OBJECTIVES To investigate the risk of cancer and non-neoplastic respiratory diseases among workers who manufacture carbon electrodes, as this industry entails exposure to mixtures of polycyclic aromatic hydrocarbons.
METHODS A historical cohort study was carried out of 1006 male workers employed for at least 1 year between 1945 and 1971 in a carbon (graphite) electrode production plant in central Italy, who were followed up for mortality between 1955 and 1996. The ratio of observed to expected deaths (standardised mortality ratios, SMRs) was computed from both national and (for the period 1964–96) regional age and period specific mortalities. A multivariate Poisson regression analysis was performed to investigate the relative risk (RR) of death according to duration of employment and time since first employment in the factory.
RESULTS A total of 424 workers had died, 538 were still alive, and 44 were lost to follow up. Mortalities from all causes, all cancers, and respiratory tract cancer were in line with the regional figure.

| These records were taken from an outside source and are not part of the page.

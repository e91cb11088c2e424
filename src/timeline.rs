//! In-memory audio timeline
//!
//! Mono f32 PCM at a fixed sample rate. Composition appends decoded speech
//! segments, silent spans, and repeated sub-timelines; export converts to
//! 16-bit PCM WAV for ffmpeg to encode.

use std::io::Cursor;

use crate::{Error, Result};

/// Default sample rate for synthesized speech and timelines
pub const SAMPLE_RATE: u32 = 24_000;

/// An ordered, append-only audio buffer
#[derive(Debug, Clone, PartialEq)]
pub struct AudioTimeline {
    samples: Vec<f32>,
    sample_rate: u32,
}

impl AudioTimeline {
    /// Create an empty timeline at the given sample rate
    #[must_use]
    pub const fn new(sample_rate: u32) -> Self {
        Self {
            samples: Vec::new(),
            sample_rate,
        }
    }

    /// Sample rate in Hz
    #[must_use]
    pub const fn sample_rate(&self) -> u32 {
        self.sample_rate
    }

    /// Whether the timeline holds no audio
    #[must_use]
    pub fn is_empty(&self) -> bool {
        self.samples.is_empty()
    }

    /// Number of samples in the timeline
    #[must_use]
    pub fn len(&self) -> usize {
        self.samples.len()
    }

    /// Duration in seconds
    #[must_use]
    #[allow(clippy::cast_precision_loss)]
    pub fn duration_secs(&self) -> f64 {
        self.samples.len() as f64 / f64::from(self.sample_rate)
    }

    /// Append another timeline's audio to this one
    pub fn append(&mut self, other: &Self) {
        self.samples.extend_from_slice(&other.samples);
    }

    /// Append a silent span of the given duration
    #[allow(clippy::cast_possible_truncation, clippy::cast_sign_loss)]
    pub fn append_silence(&mut self, seconds: f64) {
        let count = (seconds * f64::from(self.sample_rate)).round() as usize;
        self.samples.extend(std::iter::repeat_n(0.0, count));
    }

    /// Append `count` copies of another timeline; `count == 0` appends nothing
    pub fn append_repeated(&mut self, other: &Self, count: u32) {
        self.samples
            .reserve(other.samples.len() * count as usize);
        for _ in 0..count {
            self.samples.extend_from_slice(&other.samples);
        }
    }

    /// Decode a timeline from WAV bytes
    ///
    /// Multi-channel input is downmixed by taking the first channel; speech
    /// artifacts are mono in practice.
    ///
    /// # Errors
    ///
    /// Returns [`Error::Artifact`] if the bytes are not a readable WAV or
    /// the sample rate does not match `expected_rate`.
    pub fn from_wav_bytes(bytes: &[u8], expected_rate: u32) -> Result<Self> {
        let mut reader = hound::WavReader::new(Cursor::new(bytes))
            .map_err(|e| Error::Artifact(e.to_string()))?;
        let spec = reader.spec();

        if spec.sample_rate != expected_rate {
            return Err(Error::Artifact(format!(
                "sample rate mismatch: artifact is {} Hz, timeline is {expected_rate} Hz",
                spec.sample_rate
            )));
        }

        let channels = usize::from(spec.channels);
        let samples: Vec<f32> = match spec.sample_format {
            hound::SampleFormat::Int => reader
                .samples::<i16>()
                .step_by(channels)
                .map(|s| s.map(|v| f32::from(v) / 32768.0))
                .collect::<std::result::Result<_, _>>()
                .map_err(|e| Error::Artifact(e.to_string()))?,
            hound::SampleFormat::Float => reader
                .samples::<f32>()
                .step_by(channels)
                .collect::<std::result::Result<_, _>>()
                .map_err(|e| Error::Artifact(e.to_string()))?,
        };

        Ok(Self {
            samples,
            sample_rate: expected_rate,
        })
    }

    /// Encode the timeline as 16-bit PCM WAV bytes
    ///
    /// # Errors
    ///
    /// Returns [`Error::Artifact`] if WAV encoding fails.
    pub fn to_wav_bytes(&self) -> Result<Vec<u8>> {
        let spec = hound::WavSpec {
            channels: 1,
            sample_rate: self.sample_rate,
            bits_per_sample: 16,
            sample_format: hound::SampleFormat::Int,
        };

        let mut cursor = Cursor::new(Vec::new());
        {
            let mut writer = hound::WavWriter::new(&mut cursor, spec)
                .map_err(|e| Error::Artifact(e.to_string()))?;

            for &sample in &self.samples {
                // Convert f32 [-1.0, 1.0] to i16
                #[allow(clippy::cast_possible_truncation)]
                let sample_i16 = (sample * 32767.0).clamp(-32768.0, 32767.0) as i16;
                writer
                    .write_sample(sample_i16)
                    .map_err(|e| Error::Artifact(e.to_string()))?;
            }

            writer
                .finalize()
                .map_err(|e| Error::Artifact(e.to_string()))?;
        }

        Ok(cursor.into_inner())
    }
}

An excess was found over the expected deaths from skin cancer including melanoma (SMR 3.16, 95% confidence interval (95% CI) 0.65 to 9.23) and from non-neoplastic respiratory diseases (SMR 1.58, 95% CI 1.16 to 2.11). Poisson regression analysis including age as a covariate showed an increased risk of dying from gastric cancer with increasing duration of employment, and an increase in the RR of dying from lung cancer and from non-neoplastic respiratory diseases with increasing time since first employment, although the linear trend was not significant.
CONCLUSION This study supports previous findings that working in the carbon electrode manufacturing industry may not increase the risk of dying from respiratory cancer. However, a possible association with non-malignant respiratory diseases cannot be excluded.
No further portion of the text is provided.